A 2019 study in the Social Science Journal compared air quality data in counties populated by immigrants and native-born citizens in a series of models and found “that native population is strongly associated with worse air quality, while foreign-born population is associated with better air quality.”

Taking that a step further, a January 2021 study in the journal Population and Environment looked at state-level data from 1997 to 2014 and concluded that “immigration may indeed yield environmental benefits and that environmental quality may represent an important factor or amenity influencing immigration flows.”

A Center for Immigration Studies spokeswoman declined an interview request for Axelrod.

In an appearance on “Fox & Friends,” Brnovich, whose office did not make him available for an interview, said he was simply opting to use the same flexibly interpreted law “the left always uses to stop highway projects and airport reconstruction.” 

“We are saying that by stopping the wall construction, they’re violating NEPA because it’s allowing more and more people to come into this country—migrants—and that’s having a devastating impact on our environment,” Brnovich said. “It’s also impacting the increased population, which will have all sorts of impacts down the road.” 

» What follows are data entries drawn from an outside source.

//! State module for tracking crawl progress
//!
//! A coordinator runs exactly one crawl. Its lifecycle is tracked by
//! [`CrawlState`], guarded by a [`CrawlLifecycle`] that rejects illegal
//! transitions such as starting a crawl twice.
//!
//! # Components
//!
//! - `CrawlState`: Idle, Running, Draining or Done
//! - `CrawlLifecycle`: Thread-safe holder enforcing the transition order

mod crawl_state;

// Re-export main types
pub use crawl_state::{CrawlLifecycle, CrawlState};
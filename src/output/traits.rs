//! Output sink traits and types
//!
//! This module defines the trait interface for page sinks and the error
//! type shared by every output operation.

use parking_lot::Mutex;
use thiserror::Error;

/// Errors that can occur during output operations
#[derive(Debug, Error)]
pub enum OutputError {
    #[error("Failed to write output: {0}")]
    Write(String),

    #[error("IO error: {0}")]
    Io(#[from] std::io::Error),
}

/// Result type for output operations
pub type OutputResult<T> = Result<T, OutputError>;

/// Trait for page sinks
///
/// A sink persists the content of each fetched page and names the
/// resulting document. Implementations must be thread-safe; concurrent
/// crawls store pages from many workers at once.
pub trait PageSink: Send + Sync {
    /// Stores a fetched page
    ///
    /// # Arguments
    ///
    /// * `url` - The canonical page URL
    /// * `content` - The page body
    ///
    /// # Returns
    ///
    /// The document name under which the page was stored
    fn store(&self, url: &str, content: &str) -> OutputResult<String>;
}

/// Page sink that keeps every page in memory
///
/// Documents are named by their URL.
#[derive(Debug, Default)]
pub struct MemoryPageSink {
    pages: Mutex<Vec<(String, String)>>,
}

impl MemoryPageSink {
    pub fn new() -> Self {
        Self::default()
    }

    /// Returns `(document name, content)` pairs in storage order
    pub fn pages(&self) -> Vec<(String, String)> {
        self.pages.lock().clone()
    }

    pub fn len(&self) -> usize {
        self.pages.lock().len()
    }

    pub fn is_empty(&self) -> bool {
        self.pages.lock().is_empty()
    }
}

impl PageSink for MemoryPageSink {
    fn store(&self, url: &str, content: &str) -> OutputResult<String> {
        self.pages
            .lock()
            .push((url.to_string(), content.to_string()));
        Ok(url.to_string())
    }
}
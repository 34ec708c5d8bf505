use crate::index::{split_terms, InvertedIndex};
use std::collections::HashMap;

/// Scores every matching document for a query, best first
///
/// # Scoring
///
/// For each query term with postings:
/// - `idf = ln((N + 1) / (df + 1)) + 1`
/// - `tf = 1 + ln(freq)`
/// - `score[doc] += tf * idf`
///
/// A term repeated in the query contributes once per occurrence. Ties are
/// broken by document id ascending.
///
/// # Returns
///
/// `(document, score)` pairs; empty for an empty query or index
pub fn rank_scored(query: &str, index: &InvertedIndex) -> Vec<(String, f64)> {
    if query.trim().is_empty() || index.is_empty() {
        return Vec::new();
    }

    let n = index.total_documents() as f64;
    let mut scores: HashMap<&str, f64> = HashMap::new();

    for term in split_terms(query) {
        let postings = index.postings_for(&term);
        if postings.is_empty() {
            continue;
        }

        let df = postings.document_frequency() as f64;
        let idf = ((n + 1.0) / (df + 1.0)).ln() + 1.0;

        for (doc, freq) in postings.iter() {
            let tf = 1.0 + (freq as f64).ln();
            *scores.entry(doc).or_insert(0.0) += tf * idf;
        }
    }

    let mut ranked: Vec<(String, f64)> = scores
        .into_iter()
        .map(|(doc, score)| (doc.to_string(), score))
        .collect();
    ranked.sort_by(|a, b| b.1.total_cmp(&a.1).then_with(|| a.0.cmp(&b.0)));
    ranked
}

/// Ranks documents for a query, best first
///
/// # Example
///
/// ```
/// use site_sift::index::InvertedIndex;
/// use site_sift::search::rank;
///
/// let mut index = InvertedIndex::new();
/// index.add_document("docA", "cat dog dog");
/// index.add_document("docB", "cat cat cat");
///
/// assert_eq!(rank("dog", &index), vec!["docA"]);
/// assert_eq!(rank("cat", &index), vec!["docB", "docA"]);
/// ```
pub fn rank(query: &str, index: &InvertedIndex) -> Vec<String> {
    rank_scored(query, index)
        .into_iter()
        .map(|(doc, _)| doc)
        .collect()
}
//! Lifecycle states of a single crawl run

use crate::SiteSearchError;
use parking_lot::Mutex;
use std::fmt;

/// Represents the current state of a crawl run
#[derive(Debug, Clone, Copy, PartialEq, Eq, Hash)]
pub enum CrawlState {
    /// Coordinator constructed, no crawl started
    Idle,

    /// Pages are being admitted and fetched
    Running,

    /// Work has quiesced; the worker pool is shutting down
    Draining,

    /// The run has finished; the coordinator cannot be reused
    Done,
}

impl CrawlState {
    /// Returns true if no further transitions are possible
    pub fn is_terminal(&self) -> bool {
        matches!(self, Self::Done)
    }

    /// Returns true if moving from this state to `next` is allowed
    ///
    /// Sequential runs go straight from Running to Done; concurrent runs
    /// pass through Draining.
    pub fn can_transition_to(&self, next: CrawlState) -> bool {
        matches!(
            (self, next),
            (Self::Idle, Self::Running)
                | (Self::Running, Self::Draining)
                | (Self::Running, Self::Done)
                | (Self::Draining, Self::Done)
        )
    }

    /// Converts the state to its string representation
    pub fn as_str(&self) -> &'static str {
        match self {
            Self::Idle => "idle",
            Self::Running => "running",
            Self::Draining => "draining",
            Self::Done => "done",
        }
    }
}

impl fmt::Display for CrawlState {
    fn fmt(&self, f: &mut fmt::Formatter<'_>) -> fmt::Result {
        write!(f, "{}", self.as_str())
    }
}

/// Shared, mutex-guarded crawl state
#[derive(Debug)]
pub struct CrawlLifecycle {
    state: Mutex<CrawlState>,
}

impl Default for CrawlLifecycle {
    fn default() -> Self {
        Self::new()
    }
}

impl CrawlLifecycle {
    pub fn new() -> Self {
        Self {
            state: Mutex::new(CrawlState::Idle),
        }
    }

    /// Returns the current state
    pub fn current(&self) -> CrawlState {
        *self.state.lock()
    }

    /// Moves to `next`, failing if the transition is not allowed
    ///
    /// # Returns
    ///
    /// * `Ok(())` - The state is now `next`
    /// * `Err(SiteSearchError::InvalidTransition)` - The state is unchanged
    pub fn transition(&self, next: CrawlState) -> Result<(), SiteSearchError> {
        let mut state = self.state.lock();
        if !state.can_transition_to(next) {
            return Err(SiteSearchError::InvalidTransition {
                from: *state,
                to: next,
            });
        }
        tracing::debug!("Crawl state {} -> {}", *state, next);
        *state = next;
        Ok(())
    }
}
use crate::index::posting::PostingList;
use crate::index::tokenizer::tokenize;
use std::collections::{HashMap, HashSet};

/// Term to posting list mapping plus the set of indexed documents
#[derive(Debug, Clone, Default)]
pub struct InvertedIndex {
    postings: HashMap<String, PostingList>,
    documents: HashSet<String>,
    empty: PostingList,
}

impl InvertedIndex {
    pub fn new() -> Self {
        Self::default()
    }

    /// Records one occurrence of `term` in `doc`
    ///
    /// Empty terms are ignored.
    pub fn add(&mut self, doc: &str, term: &str) {
        if term.is_empty() {
            return;
        }

        self.postings.entry(term.to_string()).or_default().add(doc);
        if !self.documents.contains(doc) {
            self.documents.insert(doc.to_string());
        }
    }

    /// Tokenizes `text` and records every term occurrence under `doc`
    ///
    /// Adding the same document twice counts its terms twice.
    pub fn add_document(&mut self, doc: &str, text: &str) {
        for term in tokenize(text) {
            self.add(doc, &term);
        }
    }

    /// Number of distinct documents ever added (N)
    pub fn total_documents(&self) -> usize {
        self.documents.len()
    }

    /// Postings for `term`; unknown terms share one empty list
    pub fn postings_for(&self, term: &str) -> &PostingList {
        self.postings.get(term).unwrap_or(&self.empty)
    }

    /// Returns true if the term occurs in at least one document
    pub fn contains_term(&self, term: &str) -> bool {
        self.postings.contains_key(term)
    }

    /// Iterates the indexed terms in no particular order
    pub fn terms(&self) -> impl Iterator<Item = &str> {
        self.postings.keys().map(String::as_str)
    }

    /// Iterates the indexed document ids in no particular order
    pub fn documents(&self) -> impl Iterator<Item = &str> {
        self.documents.iter().map(String::as_str)
    }

    /// Number of distinct terms
    pub fn len(&self) -> usize {
        self.postings.len()
    }

    pub fn is_empty(&self) -> bool {
        self.postings.is_empty()
    }
}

The political opportunism shows how “the outer bounds of NEPA are quite undefined,” said Michael Gerrard, director of Columbia Law School’s Sabin Center for Climate Change Law. “Environmentalists have been trying to push it outward for half a century,” Gerrard said. “So it’s not surprising to see the right attempt to push it as well.” 

Stern said the future of this kind of rhetoric within the Republican Party could depend on whether the Arizona lawsuit proves successful in federal court. “It’s not clear where this is going,” she said. “But ultimately rhetoric that identifies certain groups of people as pollutants is dehumanizing, and dehumanization is a key component and often the first step toward greater violence toward those groups.”